En cuanto a la ideología, sigo pensando que la analogía con los fascismos de los años 1930 es inexacta. Estamos en un momento histórico muy diferente, vivimos en sociedades incomparables con las de esa época y la extrema derecha parece tener otros objetivos: para empezar, en vez de reforzar el estado, lo que quiere es debilitarlo. En más de una cuestión, además, es incompatible con la "pureza" propugnada por los nazis: por ejemplo, muchos de estos partidos, como el de Geert Wilders en los Países Bajos, defienden los derechos de los colectivos LGTBI (por oposición a los musulmanes, es cierto), y algunos de sus dirigentes, como la líder de la AfD alemana, son homosexuales y tienen parejas racializadas y/o inmigradas. Entonces, ¿ser ultra es más una manera de ser que de pensar? El periodista Sebastian Haffner, exiliado del nazismo, había dicho algo parecido: el voto a Hitler obedecía más a razones de carácter que a ideología.
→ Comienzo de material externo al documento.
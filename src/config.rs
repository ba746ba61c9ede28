//! Settings of a backup run.
//!
//! Two layers exist:
//!
//! - [Settings]: connection settings taken from flags or the environment
//!   (`CONTAINER`, `POSTGRES_*`, `BACKUP_DIR`, `BACKUP_WEBHOOK_URL`).
//!   All of them are required for a backup; a missing one is a fatal
//!   [ConfigError]. Actions only working on the retention store need
//!   [StoreSettings], which require `BACKUP_DIR` alone.
//! - [BackupConfig]: tunables read from a TOML file which is created with
//!   default values if it doesn't exist yet.
//!
//! Environment variables may also come from a `.env` file, see [load_env_file].

use std::fmt;
use std::fs;
use std::io;
use std::path::{Path, PathBuf};
use std::time::Duration;

use derive_more::{Display, Error, From};

use crate::cli::SettingsArgs;
use crate::util::retention::RetentionConfig;

pub const ENV_CONTAINER: &str = "CONTAINER";
pub const ENV_DATABASE: &str = "POSTGRES_DATABASE";
pub const ENV_USER: &str = "POSTGRES_USER";
pub const ENV_PASSWORD: &str = "POSTGRES_PASSWORD";
pub const ENV_BACKUP_DIR: &str = "BACKUP_DIR";
pub const ENV_WEBHOOK_URL: &str = "BACKUP_WEBHOOK_URL";

/// File read by [load_env_file] on start, relative to the working directory.
pub const DEFAULT_ENV_FILE: &str = ".env";

/// Loads the `KEY=value` lines of `path` into the process environment.
///
/// Variables already set keep their value. Returns `false` if there is no such file.
pub fn load_env_file(path: &Path) -> Result<bool, dotenvy::Error> {
    match dotenvy::from_path(path) {
        Ok(()) => Ok(true),
        Err(e) if e.not_found() => Ok(false),
        Err(e) => Err(e),
    }
}

/// Errors on loading the configuration.
#[derive(Debug, Display, Error, From)]
pub enum ConfigError {
    /// A required setting is absent or empty.
    #[display("Missing required setting {_0}")]
    Missing(#[error(ignore)] &'static str),
    /// The config file can't be read or written.
    #[display("Accessing the config file {} failed: {source}", path.display())]
    Io {
        path: PathBuf,
        source: io::Error,
    },
    /// The config file isn't valid TOML for [BackupConfig].
    #[display("Parsing the config file failed: {_0}")]
    #[from]
    Parse(toml::de::Error),
}

/// Connection settings of the run.
#[derive(Clone)]
pub struct Settings {
    /// Name or id of the container running PostgreSQL.
    pub container: String,
    /// Name of the database to back up.
    pub database: String,
    /// Database role used by `pg_dump` and `pg_basebackup`.
    pub user: String,
    /// Password of [`user`](Self::user), forwarded as `PGPASSWORD`.
    pub password: String,
    /// Root of the retention store.
    pub backup_dir: PathBuf,
    /// Webhook receiving status messages; [None] if notifications are disabled.
    pub webhook_url: Option<String>,
}

impl fmt::Debug for Settings {
    fn fmt(&self, f: &mut fmt::Formatter<'_>) -> fmt::Result {
        f.debug_struct("Settings")
            .field("container", &self.container)
            .field("database", &self.database)
            .field("user", &self.user)
            .field("password", &"***")
            .field("backup_dir", &self.backup_dir)
            .field("webhook_url", &self.webhook_url.as_ref().map(|_| "***"))
            .finish()
    }
}

fn required(value: Option<String>, key: &'static str) -> Result<String, ConfigError> {
    value
        .filter(|v| !v.trim().is_empty())
        .ok_or(ConfigError::Missing(key))
}

impl TryFrom<SettingsArgs> for Settings {
    type Error = ConfigError;

    fn try_from(args: SettingsArgs) -> Result<Self, Self::Error> {
        let container = required(args.container, ENV_CONTAINER)?;
        let database = required(args.database, ENV_DATABASE)?;
        let user = required(args.user, ENV_USER)?;
        let password = required(args.password, ENV_PASSWORD)?;
        let backup_dir = required(args.backup_dir, ENV_BACKUP_DIR)?.into();

        let webhook_url = if args.notification {
            Some(required(args.webhook_url, ENV_WEBHOOK_URL)?)
        } else {
            None
        };

        Ok(Self {
            container,
            database,
            user,
            password,
            backup_dir,
            webhook_url,
        })
    }
}

/// Settings of actions working on the local retention store only.
#[derive(Clone)]
pub struct StoreSettings {
    /// Root of the retention store.
    pub backup_dir: PathBuf,
    /// Database whose monthly backups are pruned by count, if known.
    pub database: Option<String>,
    /// Webhook receiving status messages, if configured and enabled.
    pub webhook_url: Option<String>,
}

impl fmt::Debug for StoreSettings {
    fn fmt(&self, f: &mut fmt::Formatter<'_>) -> fmt::Result {
        f.debug_struct("StoreSettings")
            .field("backup_dir", &self.backup_dir)
            .field("database", &self.database)
            .field("webhook_url", &self.webhook_url.as_ref().map(|_| "***"))
            .finish()
    }
}

impl TryFrom<SettingsArgs> for StoreSettings {
    type Error = ConfigError;

    fn try_from(args: SettingsArgs) -> Result<Self, Self::Error> {
        let backup_dir = required(args.backup_dir, ENV_BACKUP_DIR)?.into();
        let webhook_url = args
            .notification
            .then(|| required(args.webhook_url, ENV_WEBHOOK_URL).ok())
            .flatten();

        Ok(Self {
            backup_dir,
            database: required(args.database, ENV_DATABASE).ok(),
            webhook_url,
        })
    }
}

/// Tunables of the backup run, stored as TOML.
#[derive(Debug, Clone, Default, PartialEq, serde::Serialize, serde::Deserialize)]
#[serde(default)]
pub struct BackupConfig {
    /// Retention of the stored artifacts.
    pub retention: RetentionConfig,
    /// When monthly backups are taken.
    pub monthly: MonthlyConfig,
    /// Deadlines of remote commands.
    pub commands: CommandConfig,
    /// Presentation and delivery of notifications.
    pub notification: NotificationConfig,
}

impl BackupConfig {
    /// Reads the config at `path`, writing the defaults there if the file doesn't exist yet.
    pub fn load_or_init(path: &Path) -> Result<Self, ConfigError> {
        match fs::read_to_string(path) {
            Ok(config_str) => Ok(toml::from_str(&config_str)?),
            Err(e) if e.kind() == io::ErrorKind::NotFound => {
                log::debug!(
                    target: "config",
                    "Writing default config to {} because it doesn't exist yet",
                    path.display()
                );
                let default_config = Self::default();
                match toml::to_string_pretty(&default_config) {
                    Ok(config_str) => {
                        if let Err(e) = fs::write(path, config_str) {
                            log::warn!(
                                target: "config",
                                "Writing default config to {} failed: {e}",
                                path.display()
                            );
                        }
                    }
                    Err(e) => log::warn!(target: "config", "Serializing default config failed: {e}"),
                }
                Ok(default_config)
            }
            Err(source) => Err(ConfigError::Io {
                path: path.to_path_buf(),
                source,
            }),
        }
    }
}

/// How the "is a monthly backup due" decision is made.
#[derive(Copy, Clone, Debug, Default, PartialEq, Eq, Display, serde::Serialize, serde::Deserialize)]
#[serde(rename_all = "kebab-case")]
pub enum MonthlyPolicy {
    /// Run a monthly backup if no monthly artifact of any date exists, and
    /// additionally on the first day of every month.
    ///
    /// Both triggers are independent: on the first day of a month with an
    /// empty monthly directory two monthly backups are taken.
    #[default]
    #[display("any-artifact")]
    AnyArtifact,
    /// Run at most one monthly backup, if none is dated in the current month.
    #[display("current-month")]
    CurrentMonth,
}

#[derive(Debug, Clone, Default, PartialEq, serde::Serialize, serde::Deserialize)]
#[serde(default)]
pub struct MonthlyConfig {
    pub policy: MonthlyPolicy,
}

const DEFAULT_TIMEOUT_SECS: u64 = 6 * 60 * 60;

/// Deadlines of remote commands. A value of `0` disables the deadline.
#[derive(Debug, Clone, PartialEq, serde::Serialize, serde::Deserialize)]
#[serde(default)]
pub struct CommandConfig {
    /// Deadline of commands run inside the container, in seconds.
    pub command_timeout_secs: u64,
    /// Deadline of copying an artifact out of the container, in seconds.
    pub transfer_timeout_secs: u64,
}

impl Default for CommandConfig {
    fn default() -> Self {
        Self {
            command_timeout_secs: DEFAULT_TIMEOUT_SECS,
            transfer_timeout_secs: DEFAULT_TIMEOUT_SECS,
        }
    }
}

fn non_zero_secs(secs: u64) -> Option<Duration> {
    (secs > 0).then(|| Duration::from_secs(secs))
}

impl CommandConfig {
    pub fn command_timeout(&self) -> Option<Duration> {
        non_zero_secs(self.command_timeout_secs)
    }

    pub fn transfer_timeout(&self) -> Option<Duration> {
        non_zero_secs(self.transfer_timeout_secs)
    }
}

/// Presentation and delivery of webhook notifications.
#[derive(Debug, Clone, PartialEq, serde::Serialize, serde::Deserialize)]
#[serde(default)]
pub struct NotificationConfig {
    /// Title of every message.
    pub title: String,
    /// Small image shown next to the message.
    pub thumbnail_url: Option<String>,
    /// Banner shown below the message.
    pub banner_url: Option<String>,
    /// Footer text. `{year}` is replaced with the current year.
    pub footer: Option<String>,
    /// Accent color as RGB integer.
    pub color: Option<u32>,
    /// Delivery attempts per message before giving up.
    pub max_attempts: u32,
    /// Timeout of a single delivery attempt, in seconds.
    pub timeout_secs: u64,
}

impl Default for NotificationConfig {
    fn default() -> Self {
        Self {
            title: "Database Backup".into(),
            thumbnail_url: None,
            banner_url: None,
            footer: None,
            color: None,
            max_attempts: 3,
            timeout_secs: 10,
        }
    }
}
Naturalmente, dar la primacía al componente psicológico no debería hacernos olvidar que todos estos partidos tienen una agenda elaborada de políticas regresivas en todos los terrenos, de los derechos sociales a los derechos humanos. En la simplicidad de su mensaje, del que se elimina toda referencia a la complejidad y, lo que es peor, a la verdad, se esparce una ideología perniciosa, que convive –particularmente en el caso de Trump– con la personalidad solipsista, narcisista y, sobre todo, vengativa del líder. ¿Es su sed de venganza, lo que hace atractivo a Trump? ¿Es su osadía a la hora de decir lo que no toca decir, lo que seduce? ¿Es su voluntad de enriquecerse con la política, lo que quisiéramos imitar?

¿O, finalmente, se trata de un falso dilema, y lo que cuenta es la percepción que el votante tiene de su propia situación económica y social? "¡Es la economía, estúpido!", dijo un asesor de Bill Clinton en 1992 cuando discutían los eslóganes de la campaña electoral. En efecto, todos podemos estar de acuerdo con la afirmación de que el aumento de la desigualdad y la insuficiencia de los servicios públicos para hacer frente al impacto de la inmigración están detrás del auge de la extrema derecha, con cuestiones asociadas como el incremento de la inseguridad. Una inseguridad genérica, que se extiende hacia un futuro percibido como problemático e incluso distópico. Pero esto, que puede explicar las causas del malestar social, quizá no sea suficiente para explicar por qué un porcentaje significativo de la población elige una salida tan extemporánea para expresarlo. Desde esta perspectiva, el malestar del electorado se canaliza hacia un voto de protesta, donde no es tan importante lo que dicen sus líderes como lo que representan: la revuelta contra el establishment.

El mal de nuestro tiempo, ha señalado el politólogo Ignacio Sánchez-Cuenca, se caracteriza por la crisis de la intermediación entre la gente y el poder político. Una crisis doble, porque afecta a los instrumentos que tradicionalmente servían para esta intermediación: los medios de comunicación y los partidos políticos. En el caso americano, y hablando del liderazgo del Partido Demócrata, el periodista Ezra Klein –autor de un libro reciente y polémico en el que propugna, desde la izquierda, una "política de la abundancia" no tan sometida a regulación– dice que muchos de los que votaron a Trump se habían sentido rechazados por los demócratas como Hillary Clinton. Y afirma: "La pregunta más importante para los votantes no es si les gusta ese político, sino si a ese político le gustan ellos". El debate está abierto, pero quizá emerge una certeza, y es que una parte sustantiva del voto a la extrema derecha no es un voto ideológico o programático: es un voto de castigo.